Steven Y. Lumbala

No. 22
- Position: Running back

Personal information
- Born: August 9, 1991 (age 34) Montreal, Quebec, Canada
- Listed height: 5 ft 11 in (1.80 m)
- Listed weight: 220 lb (100 kg)

Career information
- High school: Saint Francis
- University: Calgary
- CFL draft: 2013 (1st round, 5th overall pick)

Career history
- 2013–2014: Montreal Alouettes
- Stats at CFL.ca (archive)

= Steven Lumbala =

Canadian football player (born 1991)

Steven Yamukeka Jr. Lumbala (born September 9, 1991) is a Canadian former professional football running back who played for the Montreal Alouettes of the Canadian Football League (CFL).

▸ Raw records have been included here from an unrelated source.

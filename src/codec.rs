//! Serialization of automata. Two independent, symmetric formats are supported: the
//! line-oriented native text format ([`native`]) and the JFLAP-compatible XML dialect
//! ([`jflap`]). Both codecs work on strings; reading and writing files is the caller's
//! concern. A failed decode returns an error and never touches previously-loaded state,
//! the caller substitutes the result only on success.

use crate::automaton::Automaton;
use crate::error::AutomatonError;

pub mod jflap;
pub mod native;

/// The on-disk formats an automaton can be exchanged in.
#[derive(Debug, Clone, Copy, Eq, PartialEq)]
pub enum Format {
    /// The line-oriented `.afd` text format.
    Native,
    /// The JFLAP-compatible `.jff` XML format.
    Jflap,
}

impl Format {
    /// Guesses the format from a file name extension, defaulting to [`Format::Native`].
    pub fn from_extension(file_name: &str) -> Self {
        match file_name.rsplit('.').next() {
            Some("jff") => Format::Jflap,
            _ => Format::Native,
        }
    }

    /// Serializes the automaton in this format.
    pub fn encode(&self, aut: &Automaton) -> String {
        match self {
            Format::Native => native::encode(aut),
            Format::Jflap => jflap::encode(aut),
        }
    }

    /// Deserializes an automaton from text in this format.
    pub fn decode(&self, input: &str) -> Result<Automaton, AutomatonError> {
        match self {
            Format::Native => native::decode(input),
            Format::Jflap => jflap::decode(input),
        }
    }
}

#[cfg(test)]
mod tests {
    use super::Format;

    #[test]
    fn format_guessing() {
        assert_eq!(Format::from_extension("machine.jff"), Format::Jflap);
        assert_eq!(Format::from_extension("machine.afd"), Format::Native);
        assert_eq!(Format::from_extension("machine"), Format::Native);
    }
}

After the 2012 CIS season, he was ranked as the 13th best player in the CFL's Amateur Scouting Bureau December rankings for players eligible in the 2013 CFL draft and sixth by players in Canadian Interuniversity Sport. Lumbala was drafted in the first round, fifth overall by the Alouettes and signed with the team on May 27, 2013. He played CIS football for the Calgary Dinos. He retired in April 2015 to take a job in the oil and gas industry. In 2020, Lumbala obtained his Juris Doctor from Université de Moncton Faculty of Law.